Hassett’s riff on scurvy was made last week in an interview with Bloomberg in the hours after the U.S. International Trade Commission released its official, independent assessment of the economic impact of the U.S.-Mexico-Canada Agreement, Trump’s replacement for the quarter-century-old Nafta.
The ITC’s headline finding didn’t include the sort of numbers Trump is likely to hail at a rally. The ITC economists estimated that the USMCA would boost gross domestic product by 0.35 percent, or $68.2 billion, and create 176,000 jobs in year six after it took effect. They also had a less rosy view of what it would mean for the U.S. auto market -- higher prices, lower sales and fewer vehicle production jobs.
Moreover, much of the economic gain was ascribed to the removal of uncertainty caused by new rules on data flows and other regulations. Without those measures, the ITC economists found the new Nafta would actually lead to a modest 0.12 percent loss in GDP in year six.

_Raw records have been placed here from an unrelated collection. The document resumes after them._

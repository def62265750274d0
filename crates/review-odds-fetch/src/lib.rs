//! Dataset acquisition from the OpenReview API v2.
//!
//! [`OpenReviewPager`] pages through a venue's submissions with their direct
//! replies attached; [`collect_records`] turns those notes into
//! [`HistoricalRecord`]s. Extraction is best-effort: submissions without a
//! final decision or without any parseable review score are counted and
//! dropped.

#![allow(clippy::missing_errors_doc)]

use std::collections::BTreeMap;
use std::time::Duration;

use anyhow::{anyhow, Context, Result};
use review_odds_core::{HistoricalRecord, ReviewOddsError};
use serde::{Deserialize, Serialize};
use serde_json::Value;
use tracing::{debug, info, warn};

pub const DEFAULT_BASE_URL: &str = "https://api2.openreview.net";
pub const DEFAULT_YEAR: i32 = 2025;
pub const DEFAULT_PAGE_SIZE: usize = 1000;
pub const DEFAULT_TIMEOUT_MS: u64 = 30_000;
pub const DEFAULT_MAX_RETRIES: u32 = 3;
pub const DEFAULT_BACKOFF_BASE_MS: u64 = 500;
const UNKNOWN_TITLE: &str = "Unknown Title";
const MAX_RETRIES_LIMIT: u32 = 10;

#[derive(Debug, Clone, Serialize, PartialEq, Eq)]
pub struct FetchConfig {
    pub base_url: String,
    pub year: i32,
    pub venue_id: Option<String>,
    pub page_size: usize,
    pub timeout_ms: u64,
    pub max_retries: u32,
    pub backoff_base_ms: u64,
}

impl Default for FetchConfig {
    fn default() -> Self {
        Self {
            base_url: DEFAULT_BASE_URL.to_string(),
            year: DEFAULT_YEAR,
            venue_id: None,
            page_size: DEFAULT_PAGE_SIZE,
            timeout_ms: DEFAULT_TIMEOUT_MS,
            max_retries: DEFAULT_MAX_RETRIES,
            backoff_base_ms: DEFAULT_BACKOFF_BASE_MS,
        }
    }
}

impl FetchConfig {
    #[must_use]
    pub fn venue_id(&self) -> String {
        self.venue_id
            .clone()
            .unwrap_or_else(|| format!("ICLR.cc/{}/Conference", self.year))
    }

    #[must_use]
    pub fn submission_invitation(&self) -> String {
        format!("{}/-/Submission", self.venue_id())
    }

    pub fn validate(&self) -> Result<(), ReviewOddsError> {
        if !(self.base_url.starts_with("https://") || self.base_url.starts_with("http://")) {
            return Err(ReviewOddsError::Configuration(format!(
                "base_url must be an http(s) URL, got {:?}",
                self.base_url
            )));
        }
        if self.venue_id.as_deref().is_some_and(|venue| venue.trim().is_empty()) {
            return Err(ReviewOddsError::Configuration(
                "venue_id must not be blank".to_string(),
            ));
        }
        if self.page_size == 0 {
            return Err(ReviewOddsError::Configuration(
                "page_size must be at least 1".to_string(),
            ));
        }
        if self.timeout_ms == 0 {
            return Err(ReviewOddsError::Configuration(
                "timeout_ms must be at least 1".to_string(),
            ));
        }
        if self.max_retries > MAX_RETRIES_LIMIT {
            return Err(ReviewOddsError::Configuration(format!(
                "max_retries must be at most {MAX_RETRIES_LIMIT}"
            )));
        }
        Ok(())
    }
}

#[derive(Debug, Clone, Deserialize, PartialEq)]
pub struct Note {
    pub id: String,
    #[serde(default)]
    pub content: BTreeMap<String, Value>,
    #[serde(default)]
    pub details: Option<NoteDetails>,
}

#[derive(Debug, Clone, Default, Deserialize, PartialEq)]
pub struct NoteDetails {
    #[serde(default, rename = "directReplies")]
    pub direct_replies: Vec<Reply>,
}

#[derive(Debug, Clone, Deserialize, PartialEq)]
pub struct Reply {
    #[serde(default)]
    pub invitations: Vec<String>,
    #[serde(default)]
    pub content: BTreeMap<String, Value>,
}

impl Note {
    fn replies(&self) -> &[Reply] {
        self.details
            .as_ref()
            .map(|details| details.direct_replies.as_slice())
            .unwrap_or_default()
    }

    fn title(&self) -> String {
        field_value(&self.content, "title")
            .and_then(Value::as_str)
            .unwrap_or(UNKNOWN_TITLE)
            .to_string()
    }
}

impl Reply {
    #[must_use]
    pub fn is_decision(&self) -> bool {
        self.invitations.iter().any(|invitation| {
            invitation.contains("Decision")
                && !invitation.contains("Desk_Reject")
                && !invitation.contains("Withdrawn")
        })
    }

    #[must_use]
    pub fn is_review(&self) -> bool {
        self.invitations
            .iter()
            .any(|invitation| invitation.contains("Official_Review"))
    }

    #[must_use]
    pub fn decision(&self) -> Option<&str> {
        field_value(&self.content, "decision").and_then(Value::as_str)
    }

    /// `rating`, falling back to `recommendation`.
    #[must_use]
    pub fn score(&self) -> Option<f64> {
        field_value(&self.content, "rating")
            .or_else(|| field_value(&self.content, "recommendation"))
            .and_then(parse_score_value)
    }
}

#[derive(Debug, Deserialize)]
struct NotesPage {
    #[serde(default)]
    notes: Vec<Note>,
}

/// One page of submissions for an invitation.
pub trait NotePager {
    fn page(&self, invitation: &str, offset: usize, limit: usize) -> Result<Vec<Note>>;
}

pub struct OpenReviewPager {
    agent: ureq::Agent,
    base_url: String,
    max_retries: u32,
    backoff_base_ms: u64,
}

impl OpenReviewPager {
    pub fn new(config: &FetchConfig) -> Result<Self> {
        config.validate()?;
        let agent = ureq::AgentBuilder::new()
            .timeout(Duration::from_millis(config.timeout_ms))
            .build();

        Ok(Self {
            agent,
            base_url: config.base_url.trim_end_matches('/').to_string(),
            max_retries: config.max_retries,
            backoff_base_ms: config.backoff_base_ms,
        })
    }

    fn request_page(&self, invitation: &str, offset: usize, limit: usize) -> AttemptResult<Vec<Note>> {
        let url = format!("{}/notes", self.base_url);
        let response = self
            .agent
            .get(&url)
            .query("invitation", invitation)
            .query("details", "directReplies")
            .query("offset", &offset.to_string())
            .query("limit", &limit.to_string())
            .call();

        match response {
            Ok(response) => response
                .into_json::<NotesPage>()
                .map(|page| page.notes)
                .map_err(|err| Attempt::Fatal(anyhow!("malformed notes page from {url}: {err}"))),
            Err(ureq::Error::Status(code, _)) if should_retry(Some(code)) => {
                Err(Attempt::Retryable(anyhow!("http status {code} from {url}")))
            }
            Err(ureq::Error::Status(code, _)) => {
                Err(Attempt::Fatal(anyhow!("http status {code} from {url}")))
            }
            Err(ureq::Error::Transport(err)) => {
                Err(Attempt::Retryable(anyhow!("http transport failure: {err}")))
            }
        }
    }
}

impl NotePager for OpenReviewPager {
    fn page(&self, invitation: &str, offset: usize, limit: usize) -> Result<Vec<Note>> {
        retry_with_backoff(self.max_retries, self.backoff_base_ms, std::thread::sleep, || {
            self.request_page(invitation, offset, limit)
        })
        .with_context(|| format!("failed to fetch notes for {invitation} at offset {offset}"))
    }
}

/// Outcome of one request attempt.
#[derive(Debug)]
pub enum Attempt {
    Retryable(anyhow::Error),
    Fatal(anyhow::Error),
}

pub type AttemptResult<T> = std::result::Result<T, Attempt>;

/// Transport failures (`None`), 429 and 5xx are worth retrying.
#[must_use]
pub fn should_retry(status: Option<u16>) -> bool {
    match status {
        None => true,
        Some(code) => code == 429 || (500..600).contains(&code),
    }
}

/// `base_ms * 2^attempt`, saturating.
#[must_use]
pub fn backoff_delay(base_ms: u64, attempt: u32) -> Duration {
    let factor = 1_u64.checked_shl(attempt).unwrap_or(u64::MAX);
    Duration::from_millis(base_ms.saturating_mul(factor))
}

pub fn retry_with_backoff<T>(
    max_retries: u32,
    backoff_base_ms: u64,
    mut sleep: impl FnMut(Duration),
    mut attempt: impl FnMut() -> AttemptResult<T>,
) -> Result<T> {
    let mut retries = 0_u32;
    loop {
        match attempt() {
            Ok(value) => return Ok(value),
            Err(Attempt::Fatal(err)) => return Err(err),
            Err(Attempt::Retryable(err)) if retries >= max_retries => {
                return Err(err.context(format!("giving up after {retries} retries")));
            }
            Err(Attempt::Retryable(err)) => {
                let delay = backoff_delay(backoff_base_ms, retries);
                warn!(error = %err, retry = retries + 1, delay = ?delay, "retrying request");
                sleep(delay);
                retries += 1;
            }
        }
    }
}

/// Walks pages until one comes back shorter than `page_size`.
pub fn fetch_all(pager: &dyn NotePager, invitation: &str, page_size: usize) -> Result<Vec<Note>> {
    if page_size == 0 {
        return Err(ReviewOddsError::Configuration("page_size must be at least 1".to_string()).into());
    }

    let mut notes = Vec::new();
    let mut offset = 0_usize;
    loop {
        let page = pager.page(invitation, offset, page_size)?;
        let received = page.len();
        debug!(invitation, offset, received, "fetched notes page");
        notes.extend(page);

        if received < page_size {
            break;
        }
        offset += received;
    }

    info!(invitation, submissions = notes.len(), "fetched submissions");
    Ok(notes)
}

#[derive(Debug, Clone, PartialEq)]
pub enum ExtractionOutcome {
    Record(HistoricalRecord),
    /// No final decision: pending, withdrawn or desk rejected.
    Pending,
    Unscored,
}

#[derive(Debug, Clone, PartialEq)]
pub struct Extraction {
    pub decisions_found: usize,
    pub scores_parsed: usize,
    pub outcome: ExtractionOutcome,
}

#[must_use]
pub fn extract_record(note: &Note, year: i32) -> Extraction {
    let mut decision = None;
    let mut decisions_found = 0;
    let mut scores = Vec::new();

    for reply in note.replies() {
        if reply.is_decision() {
            if let Some(value) = reply.decision() {
                decision = Some(value.to_string());
                decisions_found += 1;
            }
        }
        if reply.is_review() {
            if let Some(score) = reply.score() {
                scores.push(score);
            }
        }
    }

    let scores_parsed = scores.len();
    let outcome = match decision {
        None => ExtractionOutcome::Pending,
        Some(_) if scores.is_empty() => ExtractionOutcome::Unscored,
        Some(raw_decision) => {
            match HistoricalRecord::from_review(note.id.clone(), note.title(), Some(year), scores, raw_decision) {
                Ok(record) => ExtractionOutcome::Record(record),
                Err(err) => {
                    warn!(id = %note.id, error = %err, "dropping submission");
                    ExtractionOutcome::Unscored
                }
            }
        }
    };

    Extraction {
        decisions_found,
        scores_parsed,
        outcome,
    }
}

#[derive(Debug, Clone, Default, Serialize, PartialEq)]
pub struct FetchReport {
    pub submissions_seen: usize,
    pub decisions_found: usize,
    pub scores_parsed: usize,
    pub records_kept: usize,
    pub skipped_pending: usize,
    pub skipped_unscored: usize,
    #[serde(skip)]
    pub records: Vec<HistoricalRecord>,
}

#[must_use]
pub fn collect_records(notes: &[Note], year: i32) -> FetchReport {
    let mut report = FetchReport::default();
    for note in notes {
        report.submissions_seen += 1;
        let extraction = extract_record(note, year);
        report.decisions_found += extraction.decisions_found;
        report.scores_parsed += extraction.scores_parsed;

        match extraction.outcome {
            ExtractionOutcome::Record(record) => report.records.push(record),
            ExtractionOutcome::Pending => report.skipped_pending += 1,
            ExtractionOutcome::Unscored => report.skipped_unscored += 1,
        }
    }
    report.records_kept = report.records.len();

    info!(
        submissions = report.submissions_seen,
        decisions = report.decisions_found,
        scores = report.scores_parsed,
        kept = report.records_kept,
        "extracted records"
    );
    report
}

/// Fetches every submission of the configured venue and extracts records.
pub fn fetch_venue(pager: &dyn NotePager, config: &FetchConfig) -> Result<FetchReport> {
    config.validate()?;
    let notes = fetch_all(pager, &config.submission_invitation(), config.page_size)?;
    Ok(collect_records(&notes, config.year))
}

fn field_value<'a>(content: &'a BTreeMap<String, Value>, key: &str) -> Option<&'a Value> {
    content.get(key).and_then(|field| field.get("value"))
}

/// Accepts a bare number or a string like `"8: accept, good paper"`.
fn parse_score_value(value: &Value) -> Option<f64> {
    match value {
        Value::Number(number) => number.as_f64().filter(|score| score.is_finite()),
        Value::String(text) => text
            .split(':')
            .next()
            .and_then(|head| head.trim().parse::<i64>().ok())
            .and_then(|score| i32::try_from(score).ok())
            .map(f64::from),
        _ => None,
    }
}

The problem for the administration is that, a year after Trump launched his tariff wars, there’s a growing pile of economic research documenting their negative impact on the U.S. economy.
The latest, by a Federal Reserve Board researcher working with two University of Chicago economists, finds that tariffs imposed by Trump last year on imported washing machines had raised the cost of both washers and un-tariffed dryers in the U.S. by $86 and $92 respectively. The roughly 1,800 jobs added as a result came at an average cost to consumers of $817,000.

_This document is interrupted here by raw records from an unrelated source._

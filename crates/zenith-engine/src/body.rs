//! Physical state: bodies, their typed fixtures, and collision flags.
//!
//! A [`Body`] is one entity's physical presence: a position box, velocity,
//! per-tick impulse and friction inputs, and an ordered list of owned
//! [`Fixture`]s. Fixtures are the overlap surface of the engine: every
//! cross-entity interaction is keyed on a pair of [`FixtureKind`]s.
//!
//! Impulse and friction are strictly per-tick inputs. The integration step
//! consumes them and resets impulse to zero and friction to one, so a
//! behavior that wants sustained friction must reapply it every frame.

use serde::{Deserialize, Serialize};
use serde_json::Value;
use std::fmt;
use thiserror::Error;

use crate::math::{Aabb, Vec2};

// ---------------------------------------------------------------------------
// Errors
// ---------------------------------------------------------------------------

/// Failures raised by body configuration.
#[derive(Debug, Error, PartialEq)]
pub enum BodyError {
    /// A friction scalar component fell outside `(0, 1]`.
    #[error("friction scalar component {value} is outside (0, 1]")]
    FrictionOutOfRange {
        /// The rejected component value.
        value: f32,
    },
}

// ---------------------------------------------------------------------------
// BodyType and directions
// ---------------------------------------------------------------------------

/// How the physics stage treats a body.
#[derive(Debug, Clone, Copy, PartialEq, Eq, Serialize, Deserialize)]
pub enum BodyType {
    /// Integrates motion, feels gravity and friction, collides with blocks.
    Dynamic,
    /// Never moves; other bodies collide against it.
    Static,
    /// Integrates motion but ignores gravity and friction; no block
    /// push-out. Projectiles and effects use this.
    Abstract,
}

/// One of the four cardinal contact directions.
#[derive(Debug, Clone, Copy, PartialEq, Eq, Hash, Serialize, Deserialize)]
pub enum Direction {
    Up,
    Down,
    Left,
    Right,
}

/// Per-tick contact state against solid geometry.
///
/// Cleared at the start of every integration pass and recomputed during
/// block resolution, so a flag always describes the current frame only.
#[derive(Debug, Clone, Copy, Default, PartialEq, Eq, Serialize, Deserialize)]
pub struct CollisionFlags {
    pub up: bool,
    pub down: bool,
    pub left: bool,
    pub right: bool,
}

impl CollisionFlags {
    /// Read one direction.
    #[inline]
    pub fn get(&self, direction: Direction) -> bool {
        match direction {
            Direction::Up => self.up,
            Direction::Down => self.down,
            Direction::Left => self.left,
            Direction::Right => self.right,
        }
    }

    /// Set one direction.
    #[inline]
    pub fn set(&mut self, direction: Direction, value: bool) {
        match direction {
            Direction::Up => self.up = value,
            Direction::Down => self.down = value,
            Direction::Left => self.left = value,
            Direction::Right => self.right = value,
        }
    }

    /// Reset every direction to false.
    #[inline]
    pub fn clear(&mut self) {
        *self = Self::default();
    }

    /// Whether any direction is set.
    #[inline]
    pub fn any(&self) -> bool {
        self.up || self.down || self.left || self.right
    }
}

// ---------------------------------------------------------------------------
// FixtureKind and Fixture
// ---------------------------------------------------------------------------

/// The interaction role of a fixture.
///
/// The built-in kinds cover the stock reaction rules; hosts extend the space
/// with [`Custom`](FixtureKind::Custom) tags and their own rules.
#[derive(Debug, Clone, Copy, PartialEq, Eq, Hash, Serialize, Deserialize)]
pub enum FixtureKind {
    /// Solid geometry dynamic bodies are pushed out of.
    Block,
    /// Deals damage to overlapping damageable boxes.
    DamagerBox,
    /// Receives damage from overlapping damager boxes.
    DamageableBox,
    /// Protective region; interactions are host-defined.
    Shield,
    /// Sets a horizontal collision flag when brushing a block.
    WallSlideSensor,
    /// Carries overlapping dynamic bodies by its owner's last movement.
    FeetSticker,
    /// Marks overlapping entities dead.
    DeathZone,
    /// Host-defined kind.
    Custom(u16),
}

/// Per-tick hook letting an owner adjust a fixture before overlap checks.
pub type FixtureHook = Box<dyn FnMut(&mut Fixture, f32)>;

/// A typed sub-region of a body used for overlap queries.
///
/// `bounds` is derived every tick: the box is centered on the owner body's
/// center plus `offset`. Only `active` fixtures participate in overlap
/// detection.
pub struct Fixture {
    /// Interaction role.
    pub kind: FixtureKind,
    /// Whether the fixture participates in overlap detection this tick.
    pub active: bool,
    /// Displacement of the fixture center from the body center.
    pub offset: Vec2,
    /// Current world-space box; refreshed from the owner each tick.
    pub bounds: Aabb,
    /// Free-form data read by reactions, such as a reflect direction.
    pub user_data: Option<Value>,
    update_hook: Option<FixtureHook>,
}

impl Fixture {
    /// A fixture of `kind` with the given extents, centered on the owner.
    pub fn new(kind: FixtureKind, width: f32, height: f32) -> Self {
        Self {
            kind,
            active: true,
            offset: Vec2::ZERO,
            bounds: Aabb::new(0.0, 0.0, width, height),
            user_data: None,
            update_hook: None,
        }
    }

    /// Same fixture displaced from the body center by `offset`.
    pub fn with_offset(mut self, offset: Vec2) -> Self {
        self.offset = offset;
        self
    }

    /// Attach free-form reaction data.
    pub fn with_user_data(mut self, data: Value) -> Self {
        self.user_data = Some(data);
        self
    }

    /// Install a per-tick update hook.
    pub fn with_update_hook(mut self, hook: impl FnMut(&mut Fixture, f32) + 'static) -> Self {
        self.update_hook = Some(Box::new(hook));
        self
    }

    /// Detach the update hook, if any. The physics stage removes the hook
    /// while running it so the hook can mutate the fixture freely.
    pub fn take_update_hook(&mut self) -> Option<FixtureHook> {
        self.update_hook.take()
    }

    /// Reinstall an update hook.
    pub fn set_update_hook(&mut self, hook: Option<FixtureHook>) {
        self.update_hook = hook;
    }

    /// Recenter the bounds on `body_center + offset`.
    pub fn sync_to(&mut self, body_center: Vec2) {
        self.bounds.set_center(body_center + self.offset);
    }
}

impl fmt::Debug for Fixture {
    fn fmt(&self, f: &mut fmt::Formatter<'_>) -> fmt::Result {
        f.debug_struct("Fixture")
            .field("kind", &self.kind)
            .field("active", &self.active)
            .field("offset", &self.offset)
            .field("bounds", &self.bounds)
            .field("user_data", &self.user_data)
            .field("has_update_hook", &self.update_hook.is_some())
            .finish()
    }
}

// ---------------------------------------------------------------------------
// Body
// ---------------------------------------------------------------------------

/// Per-tick hook letting an owner adjust its body before integration.
pub type BodyHook = Box<dyn FnMut(&mut Body, f32)>;

/// One entity's physical state.
pub struct Body {
    /// World-space position box.
    pub bounds: Aabb,
    /// Current velocity in units per second.
    pub velocity: Vec2,
    /// One-tick velocity addition; zeroed after integration.
    pub impulse: Vec2,
    /// Extra per-body gravity added to the world gravity.
    pub gravity: Vec2,
    /// Whether gravity applies to this body.
    pub gravity_on: bool,
    /// Integration class.
    pub body_type: BodyType,
    /// Contact state recomputed each tick.
    pub collision_flags: CollisionFlags,
    /// Position change applied by the last integration step.
    pub last_delta: Vec2,
    fixtures: Vec<Fixture>,
    friction: Vec2,
    pre_process: Option<BodyHook>,
}

impl Body {
    /// A body of the given type occupying `bounds`, with neutral friction
    /// and gravity enabled.
    pub fn new(bounds: Aabb, body_type: BodyType) -> Self {
        Self {
            bounds,
            velocity: Vec2::ZERO,
            impulse: Vec2::ZERO,
            gravity: Vec2::ZERO,
            gravity_on: true,
            body_type,
            collision_flags: CollisionFlags::default(),
            last_delta: Vec2::ZERO,
            fixtures: Vec::new(),
            friction: Vec2::ONE,
            pre_process: None,
        }
    }

    /// Same body with an initial velocity.
    pub fn with_velocity(mut self, velocity: Vec2) -> Self {
        self.velocity = velocity;
        self
    }

    /// Same body with a fixture appended.
    pub fn with_fixture(mut self, mut fixture: Fixture) -> Self {
        fixture.sync_to(self.bounds.center());
        self.fixtures.push(fixture);
        self
    }

    /// Same body with a pre-integration hook installed.
    pub fn with_pre_process(mut self, hook: impl FnMut(&mut Body, f32) + 'static) -> Self {
        self.pre_process = Some(Box::new(hook));
        self
    }

    /// Append a fixture, snapping its bounds to the current body position.
    pub fn add_fixture(&mut self, mut fixture: Fixture) {
        fixture.sync_to(self.bounds.center());
        self.fixtures.push(fixture);
    }

    /// The owned fixtures, in insertion order.
    #[inline]
    pub fn fixtures(&self) -> &[Fixture] {
        &self.fixtures
    }

    /// Mutable access to the owned fixtures.
    #[inline]
    pub fn fixtures_mut(&mut self) -> &mut [Fixture] {
        &mut self.fixtures
    }

    /// Current friction scalar.
    #[inline]
    pub fn friction_scalar(&self) -> Vec2 {
        self.friction
    }

    /// Set the per-tick friction scalar.
    ///
    /// Each component must lie in `(0, 1]`, where 1 is no friction. Out of
    /// range values are rejected, never clamped, and the previous scalar
    /// is kept.
    pub fn set_friction_scalar(&mut self, friction: Vec2) -> Result<(), BodyError> {
        for value in [friction.x, friction.y] {
            if !(value > 0.0 && value <= 1.0) {
                return Err(BodyError::FrictionOutOfRange { value });
            }
        }
        self.friction = friction;
        Ok(())
    }

    /// Reset friction to the neutral scalar. The physics stage calls this
    /// after consuming the scalar each tick.
    pub fn reset_friction(&mut self) {
        self.friction = Vec2::ONE;
    }

    /// Accumulate a one-tick impulse.
    pub fn apply_impulse(&mut self, impulse: Vec2) {
        self.impulse += impulse;
    }

    /// Detach the pre-integration hook, if any.
    pub fn take_pre_process(&mut self) -> Option<BodyHook> {
        self.pre_process.take()
    }

    /// Reinstall a pre-integration hook.
    pub fn set_pre_process(&mut self, hook: Option<BodyHook>) {
        self.pre_process = hook;
    }

    /// Recenter every fixture's bounds on the current body position.
    pub fn sync_fixtures(&mut self) {
        let center = self.bounds.center();
        for fixture in &mut self.fixtures {
            fixture.sync_to(center);
        }
    }

    /// First fixture of `kind`, if one exists.
    pub fn fixture_of_kind(&self, kind: FixtureKind) -> Option<&Fixture> {
        self.fixtures.iter().find(|fixture| fixture.kind == kind)
    }
}

impl fmt::Debug for Body {
    fn fmt(&self, f: &mut fmt::Formatter<'_>) -> fmt::Result {
        f.debug_struct("Body")
            .field("bounds", &self.bounds)
            .field("velocity", &self.velocity)
            .field("impulse", &self.impulse)
            .field("body_type", &self.body_type)
            .field("collision_flags", &self.collision_flags)
            .field("fixtures", &self.fixtures)
            .field("has_pre_process", &self.pre_process.is_some())
            .finish()
    }
}

// ---------------------------------------------------------------------------
// Tests
// ---------------------------------------------------------------------------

Two studies released in March found the tariffs imposed by Trump on some $250 billion in Chinese imports had cost consumers and companies billions of dollars, with one of the analyses calculating a net loss of 0.04 percent to U.S. GDP from the direct impact of tariffs alone. Neither looked at what many economists feel is the bigger -- yet harder to quantify -- negative impact in the form of stalled business investment due to the uncertainty that Hassett views as medicine.
It’s not just the U.S., of course, that’s paying a price.

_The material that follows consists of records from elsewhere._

//! Out-of-bounds culling for projectiles and escaped bodies.
//!
//! Entities opt in with the [`CullOutOfBounds`] marker. Once a marked
//! entity's body leaves the world bounds entirely it is marked dead and
//! removed at the frame boundary like any other despawn.

use std::collections::HashSet;

use zenith_ecs::prelude::*;

use crate::body::Body;
use crate::math::Aabb;

/// Marker component opting an entity into culling.
#[derive(Debug, Clone, Copy, Default)]
pub struct CullOutOfBounds;

/// Marks entities dead once their body is fully outside the world bounds.
pub struct CullingStage {
    kinds: HashSet<ComponentKind>,
    world_bounds: Aabb,
}

impl CullingStage {
    /// A culling stage retiring bodies that leave `world_bounds`.
    pub fn new(world_bounds: Aabb) -> Self {
        let mut kinds = HashSet::new();
        kinds.insert(ComponentKind::of::<CullOutOfBounds>());
        kinds.insert(ComponentKind::of::<Body>());
        Self {
            kinds,
            world_bounds,
        }
    }
}

impl Stage for CullingStage {
    fn name(&self) -> &str {
        "culling"
    }

    fn required_kinds(&self) -> &HashSet<ComponentKind> {
        &self.kinds
    }

    fn update_entity(
        &mut self,
        entity: &mut Entity,
        _ctx: &mut StageContext<'_>,
    ) -> Result<(), EcsError> {
        let bounds = entity.component::<Body>()?.bounds;
        if !bounds.overlaps(&self.world_bounds) {
            tracing::debug!(entity = %entity.id(), "culled out of bounds");
            entity.set_dead(true);
        }
        Ok(())
    }
}

// ---------------------------------------------------------------------------
// Tests
// ---------------------------------------------------------------------------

The International Monetary Fund cited the uncertainty caused by trade tensions as a major factor behind its downgraded global growth forecast earlier this month. In another paper released on Monday, economists from the World Bank and Dartmouth College argued the U.S. shift from decades of “rules-based” tariff policy to a “power-based” Trump model represented a major blow to global trade rules at odds with the long-term interests of either the U.S. or the world.
So far Trump and his team have dismissed contrary findings by offering their own studies and hailing broader gains in manufacturing jobs in a healthy economy as proof his trade policies are working.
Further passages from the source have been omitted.